TRY IT —
Among the entries, which lines carry the string "elements"? Copy each of them.

RECORDS —
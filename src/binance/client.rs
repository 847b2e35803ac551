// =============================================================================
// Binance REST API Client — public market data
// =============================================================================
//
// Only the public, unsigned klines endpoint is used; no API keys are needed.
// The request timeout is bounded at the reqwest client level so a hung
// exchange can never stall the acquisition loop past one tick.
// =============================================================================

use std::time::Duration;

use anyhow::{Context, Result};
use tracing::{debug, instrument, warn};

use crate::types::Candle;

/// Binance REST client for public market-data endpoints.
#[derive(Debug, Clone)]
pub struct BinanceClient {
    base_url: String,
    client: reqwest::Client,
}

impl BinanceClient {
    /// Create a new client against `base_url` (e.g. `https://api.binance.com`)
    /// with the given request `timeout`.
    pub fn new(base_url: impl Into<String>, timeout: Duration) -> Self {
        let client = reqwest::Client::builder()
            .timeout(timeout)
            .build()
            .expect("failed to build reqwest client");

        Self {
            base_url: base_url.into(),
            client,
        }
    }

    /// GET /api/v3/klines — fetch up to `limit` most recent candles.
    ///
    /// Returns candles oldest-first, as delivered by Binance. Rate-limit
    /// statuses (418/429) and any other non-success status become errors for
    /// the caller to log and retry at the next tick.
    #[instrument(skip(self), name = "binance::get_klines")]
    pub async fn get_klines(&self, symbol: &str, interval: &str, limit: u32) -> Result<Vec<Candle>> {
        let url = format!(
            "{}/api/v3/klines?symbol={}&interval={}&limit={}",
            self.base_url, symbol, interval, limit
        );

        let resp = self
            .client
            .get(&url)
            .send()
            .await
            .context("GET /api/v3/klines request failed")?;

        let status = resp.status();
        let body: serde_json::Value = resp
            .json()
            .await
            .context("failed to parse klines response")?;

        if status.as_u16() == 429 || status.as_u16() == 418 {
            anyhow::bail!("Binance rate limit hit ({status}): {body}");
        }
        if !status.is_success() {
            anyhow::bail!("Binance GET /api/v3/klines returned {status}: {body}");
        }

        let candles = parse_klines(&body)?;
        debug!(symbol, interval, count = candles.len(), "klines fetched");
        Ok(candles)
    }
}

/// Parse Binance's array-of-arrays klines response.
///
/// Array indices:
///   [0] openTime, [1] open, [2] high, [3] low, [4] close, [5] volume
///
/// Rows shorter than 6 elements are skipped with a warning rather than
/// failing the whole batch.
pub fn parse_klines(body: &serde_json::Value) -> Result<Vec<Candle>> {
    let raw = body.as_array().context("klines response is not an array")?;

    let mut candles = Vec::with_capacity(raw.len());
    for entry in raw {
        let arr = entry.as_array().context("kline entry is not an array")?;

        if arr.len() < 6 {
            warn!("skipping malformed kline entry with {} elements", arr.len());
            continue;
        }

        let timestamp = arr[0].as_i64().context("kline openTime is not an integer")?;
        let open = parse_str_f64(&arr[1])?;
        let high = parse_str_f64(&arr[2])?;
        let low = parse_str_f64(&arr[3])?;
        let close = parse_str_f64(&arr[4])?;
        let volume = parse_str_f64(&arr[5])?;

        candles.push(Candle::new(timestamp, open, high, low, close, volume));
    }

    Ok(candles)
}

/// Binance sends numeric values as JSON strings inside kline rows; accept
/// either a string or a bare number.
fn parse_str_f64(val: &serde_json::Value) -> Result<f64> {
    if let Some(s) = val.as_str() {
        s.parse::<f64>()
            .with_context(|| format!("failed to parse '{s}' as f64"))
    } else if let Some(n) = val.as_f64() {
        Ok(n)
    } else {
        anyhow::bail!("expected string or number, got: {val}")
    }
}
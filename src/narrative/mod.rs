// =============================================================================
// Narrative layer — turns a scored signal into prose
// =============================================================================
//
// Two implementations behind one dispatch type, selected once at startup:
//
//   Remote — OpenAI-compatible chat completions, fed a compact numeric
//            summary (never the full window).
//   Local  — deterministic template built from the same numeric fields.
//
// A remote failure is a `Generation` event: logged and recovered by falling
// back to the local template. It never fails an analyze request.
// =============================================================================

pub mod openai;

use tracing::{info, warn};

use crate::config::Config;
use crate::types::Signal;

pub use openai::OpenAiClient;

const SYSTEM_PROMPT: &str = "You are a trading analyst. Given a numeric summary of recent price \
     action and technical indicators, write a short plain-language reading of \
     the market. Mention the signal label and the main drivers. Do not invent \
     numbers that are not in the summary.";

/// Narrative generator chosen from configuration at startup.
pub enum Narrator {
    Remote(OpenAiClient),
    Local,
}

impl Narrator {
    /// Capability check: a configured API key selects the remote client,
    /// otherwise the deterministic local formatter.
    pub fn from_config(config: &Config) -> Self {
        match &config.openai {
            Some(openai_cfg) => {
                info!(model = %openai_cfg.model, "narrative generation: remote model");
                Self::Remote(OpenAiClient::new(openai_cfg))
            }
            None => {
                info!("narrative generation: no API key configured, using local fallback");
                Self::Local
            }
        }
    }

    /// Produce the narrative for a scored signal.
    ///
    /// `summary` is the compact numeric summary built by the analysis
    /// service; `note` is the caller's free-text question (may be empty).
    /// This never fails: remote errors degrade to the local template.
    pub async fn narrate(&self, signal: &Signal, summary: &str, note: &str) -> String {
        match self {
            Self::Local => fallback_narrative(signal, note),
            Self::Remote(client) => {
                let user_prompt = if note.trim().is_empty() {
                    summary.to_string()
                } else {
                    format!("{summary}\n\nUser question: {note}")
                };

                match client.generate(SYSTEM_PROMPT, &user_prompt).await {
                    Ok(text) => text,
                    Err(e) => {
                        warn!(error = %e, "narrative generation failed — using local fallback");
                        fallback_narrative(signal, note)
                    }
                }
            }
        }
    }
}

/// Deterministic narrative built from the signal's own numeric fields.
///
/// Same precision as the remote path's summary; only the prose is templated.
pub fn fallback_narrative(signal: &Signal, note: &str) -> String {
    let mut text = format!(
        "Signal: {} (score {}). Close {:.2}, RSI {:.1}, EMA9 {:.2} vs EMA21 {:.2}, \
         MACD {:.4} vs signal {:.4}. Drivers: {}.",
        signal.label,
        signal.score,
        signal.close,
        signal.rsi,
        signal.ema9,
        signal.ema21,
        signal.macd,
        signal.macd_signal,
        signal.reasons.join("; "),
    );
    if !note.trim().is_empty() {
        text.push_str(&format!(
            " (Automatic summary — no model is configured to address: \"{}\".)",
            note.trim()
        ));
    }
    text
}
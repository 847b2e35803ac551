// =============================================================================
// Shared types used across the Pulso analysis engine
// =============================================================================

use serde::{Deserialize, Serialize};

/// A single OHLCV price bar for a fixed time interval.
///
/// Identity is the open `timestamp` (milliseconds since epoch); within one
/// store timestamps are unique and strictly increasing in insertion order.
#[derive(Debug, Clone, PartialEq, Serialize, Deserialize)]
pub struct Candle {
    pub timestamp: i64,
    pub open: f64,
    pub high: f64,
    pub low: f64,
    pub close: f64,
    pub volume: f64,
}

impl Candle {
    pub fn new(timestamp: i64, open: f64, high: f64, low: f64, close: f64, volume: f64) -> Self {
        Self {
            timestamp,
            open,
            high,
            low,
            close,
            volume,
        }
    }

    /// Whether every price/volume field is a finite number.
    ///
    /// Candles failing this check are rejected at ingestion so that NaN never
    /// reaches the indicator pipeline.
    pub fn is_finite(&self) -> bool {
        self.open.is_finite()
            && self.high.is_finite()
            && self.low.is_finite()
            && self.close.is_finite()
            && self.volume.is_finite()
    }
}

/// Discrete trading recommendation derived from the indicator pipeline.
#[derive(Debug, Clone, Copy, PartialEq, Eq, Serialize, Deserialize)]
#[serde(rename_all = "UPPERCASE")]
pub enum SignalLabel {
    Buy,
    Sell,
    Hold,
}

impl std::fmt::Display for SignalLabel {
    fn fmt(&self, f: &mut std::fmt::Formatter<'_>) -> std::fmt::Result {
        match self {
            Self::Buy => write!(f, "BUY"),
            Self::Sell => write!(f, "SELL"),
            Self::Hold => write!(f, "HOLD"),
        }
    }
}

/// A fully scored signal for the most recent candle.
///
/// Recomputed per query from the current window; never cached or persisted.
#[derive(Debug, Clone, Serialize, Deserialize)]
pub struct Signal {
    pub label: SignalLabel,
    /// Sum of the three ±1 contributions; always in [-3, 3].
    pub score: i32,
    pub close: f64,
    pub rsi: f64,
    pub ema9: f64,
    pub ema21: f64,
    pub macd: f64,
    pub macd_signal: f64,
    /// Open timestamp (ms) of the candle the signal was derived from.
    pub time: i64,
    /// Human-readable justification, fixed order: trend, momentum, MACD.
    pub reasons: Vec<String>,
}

EXERCISE RESULT —
/// Rows shorter than 6 elements are skipped with a warning rather than
            warn!("skipping malformed kline entry with {} elements", arr.len());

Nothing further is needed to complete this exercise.